The move comes as BlackBerry looks to rebuild its customer base as the device of choice for businesses. In all honesty, with the exception of a few ads and promotional materials, it’s a little hard to pinpoint what all Keys did during the course of that year. Which isn’t really an indictment of Keys or even BlackBerry. It just goes back to the basic question of why a company chooses a celeb to be the face of its brand.
This title “global creative director” is a glorified spokesperson job. And bringing on Keys brought BlackBerry lots of criticism for that very reason. But then you had to ask yourself whether Keys was the best choice one way or the other. She’s not exactly noted for being particularly tech savvy, or at least not any more than the average celeb who’s active on social media. That she started her job at BlackBerry by tweeting from an iPhone was also a bad sign.

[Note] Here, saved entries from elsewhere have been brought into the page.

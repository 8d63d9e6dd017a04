//! `GET /health`

use axum::Json;
use notekeep_core::{note::now_millis, wire::format_timestamp};
use serde_json::{Value, json};

pub async fn handler() -> Json<Value> {
  Json(json!({ "status": "ok", "timestamp": format_timestamp(now_millis()) }))
}
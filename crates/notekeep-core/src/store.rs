//! Storage and remote-service traits.
//!
//! Local backends (e.g. `notekeep-store-sqlite`) implement [`UserStore`],
//! [`NoteCache`] and [`SessionStore`]. The HTTP client implements
//! [`NoteRemote`] and [`AuthRemote`]. Higher layers (`notekeep-sync`,
//! `notekeep-api`) depend on these abstractions, never on a concrete backend.
//!
//! All methods return `Send` futures so the traits can be used from spawned
//! tasks on a multi-threaded tokio runtime.

use std::future::Future;

use chrono::{DateTime, Utc};

use crate::{
  Error,
  merge::MergePlan,
  note::{Note, NoteDraft},
  user::{AccessToken, NewUser, User, UserId, UserRecord},
};

// ─── Users ───────────────────────────────────────────────────────────────────

/// Durable user identity records.
pub trait UserStore: Send + Sync {
  type Error: std::error::Error + Send + Sync + 'static + Into<Error>;

  /// Persist a new user. Returns `None`, without writing anything, when the
  /// email is already registered.
  fn insert_user(
    &self,
    input: NewUser,
  ) -> impl Future<Output = Result<Option<User>, Self::Error>> + Send + '_;

  /// Exact, case-sensitive lookup.
  fn find_user_by_email<'a>(
    &'a self,
    email: &'a str,
  ) -> impl Future<Output = Result<Option<UserRecord>, Self::Error>> + Send + 'a;

  fn get_user(
    &self,
    id: UserId,
  ) -> impl Future<Output = Result<Option<User>, Self::Error>> + Send + '_;

  /// Replace the stored hash. Returns `false` if the user does not exist.
  fn set_password_hash(
    &self,
    id: UserId,
    password_hash: String,
  ) -> impl Future<Output = Result<bool, Self::Error>> + Send + '_;

  /// Delete a user and, by cascade, all of their notes. Returns `false` if
  /// the user did not exist.
  fn delete_user(
    &self,
    id: UserId,
  ) -> impl Future<Output = Result<bool, Self::Error>> + Send + '_;

  /// Insert or refresh an identity that is authenticated elsewhere (remote
  /// service, development mode). The row gets an unusable password hash.
  fn mirror_user(
    &self,
    user: User,
  ) -> impl Future<Output = Result<(), Self::Error>> + Send + '_;
}

// ─── Notes ───────────────────────────────────────────────────────────────────

/// Durable per-user note storage. Usable as the authoritative store
/// (local-only mode and the server) or as the cache in front of a remote.
pub trait NoteCache: Send + Sync {
  type Error: std::error::Error + Send + Sync + 'static + Into<Error>;

  /// Visible notes (tombstones excluded), `created_at` descending.
  fn list_notes(
    &self,
    user_id: UserId,
  ) -> impl Future<Output = Result<Vec<Note>, Self::Error>> + Send + '_;

  /// Every row for the user, tombstones included.
  fn all_notes(
    &self,
    user_id: UserId,
  ) -> impl Future<Output = Result<Vec<Note>, Self::Error>> + Send + '_;

  /// A visible note owned by `user_id`. Tombstones and other users' notes
  /// resolve to `None`.
  fn get_note<'a>(
    &'a self,
    id: &'a str,
    user_id: UserId,
  ) -> impl Future<Output = Result<Option<Note>, Self::Error>> + Send + 'a;

  /// Insert or overwrite a note by id.
  fn put_note(
    &self,
    note: Note,
  ) -> impl Future<Output = Result<(), Self::Error>> + Send + '_;

  /// Apply `draft` to a visible note owned by `user_id` as one atomic
  /// read-modify-write. `None` when there is no such note.
  fn edit_note<'a>(
    &'a self,
    id: &'a str,
    user_id: UserId,
    draft: NoteDraft,
  ) -> impl Future<Output = Result<Option<Note>, Self::Error>> + Send + 'a;

  /// Remove a row owned by `user_id`. Returns whether a row was removed.
  fn remove_note<'a>(
    &'a self,
    id: &'a str,
    user_id: UserId,
  ) -> impl Future<Output = Result<bool, Self::Error>> + Send + 'a;

  /// Atomically replace the row `old_id` with `note` (used when the server
  /// assigns its own id to a note created offline).
  fn rekey_note<'a>(
    &'a self,
    old_id: &'a str,
    note: Note,
  ) -> impl Future<Output = Result<(), Self::Error>> + Send + 'a;

  /// Apply a merge plan in a single transaction.
  fn apply_merge(
    &self,
    user_id: UserId,
    plan: MergePlan,
  ) -> impl Future<Output = Result<(), Self::Error>> + Send + '_;
}

// ─── Server sessions ─────────────────────────────────────────────────────────

/// Issued bearer tokens, stored by digest only.
pub trait SessionStore: Send + Sync {
  type Error: std::error::Error + Send + Sync + 'static + Into<Error>;

  fn insert_session(
    &self,
    token_digest: String,
    user_id: UserId,
    expires_at: DateTime<Utc>,
  ) -> impl Future<Output = Result<(), Self::Error>> + Send + '_;

  /// The user owning an unexpired session with this digest.
  fn session_user<'a>(
    &'a self,
    token_digest: &'a str,
    now: DateTime<Utc>,
  ) -> impl Future<Output = Result<Option<User>, Self::Error>> + Send + 'a;

  /// Drop every session that expired before `now`; returns how many.
  fn purge_expired_sessions(
    &self,
    now: DateTime<Utc>,
  ) -> impl Future<Output = Result<usize, Self::Error>> + Send + '_;
}

// ─── Remote service ──────────────────────────────────────────────────────────

/// Authentication endpoints of the remote service.
pub trait AuthRemote: Send + Sync {
  fn login<'a>(
    &'a self,
    email: &'a str,
    password: &'a str,
  ) -> impl Future<Output = crate::Result<(AccessToken, User)>> + Send + 'a;

  fn register<'a>(
    &'a self,
    name: &'a str,
    email: &'a str,
    password: &'a str,
  ) -> impl Future<Output = crate::Result<(AccessToken, User)>> + Send + 'a;
}

/// Note endpoints of the remote service. The token scopes every call to its
/// owner, so no user id is passed.
pub trait NoteRemote: Send + Sync {
  fn list_notes<'a>(
    &'a self,
    token: &'a AccessToken,
  ) -> impl Future<Output = crate::Result<Vec<Note>>> + Send + 'a;

  /// `Ok(None)` when the service reports the note as not found.
  fn get_note<'a>(
    &'a self,
    token: &'a AccessToken,
    id: &'a str,
  ) -> impl Future<Output = crate::Result<Option<Note>>> + Send + 'a;

  fn create_note<'a>(
    &'a self,
    token: &'a AccessToken,
    draft: &'a NoteDraft,
  ) -> impl Future<Output = crate::Result<Note>> + Send + 'a;

  fn update_note<'a>(
    &'a self,
    token: &'a AccessToken,
    id: &'a str,
    draft: &'a NoteDraft,
  ) -> impl Future<Output = crate::Result<Note>> + Send + 'a;

  fn delete_note<'a>(
    &'a self,
    token: &'a AccessToken,
    id: &'a str,
  ) -> impl Future<Output = crate::Result<()>> + Send + 'a;
}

But the company insisted that she would be driving engagement and be involved with the actual products. At the time, we questioned whether this would be damaging to the company’s innovative reputation and even company morale. More than that, we questioned whether this would be the last global creative director appointment. (Patrick looks to be right on that one.)
The biggest problem that BlackBerry has is its position in the market. The company just announced that, for the third quarter, it suffered a $4.4 billion loss and a 56 percent drop in sales. And the technology part isn’t going so well either. The company has pulled its Twitter app for the BlackBerry 10.
But these “global creative director” positions that were being tossed around at one point — Justin Timberlake, will.i.am, and Lady Gaga were just some of the celebs given the title — were just artifice; a way for companies to more closely bind themselves to celebrities that they think bring some social media shine to the brand and a new buyer to the till.
Alicia Keys, we’re sure, isn’t concerned about losing this faux job. She’s a Grammy winning musician who’s making inroads in the film industry, serving as a producer for an indie movie, The Inevitable Defeat of Mister & Pete. And she’s become a very successful philanthropist. Her Keep A Child Alive foundation has partnered with Kiehl’s with proceeds from one of the skincare company’s products going to the charity for a limited time.
In other words, Keys has a brand that’s not tied to BlackBerry even after a year of holding an executive position with the company. That says a lot.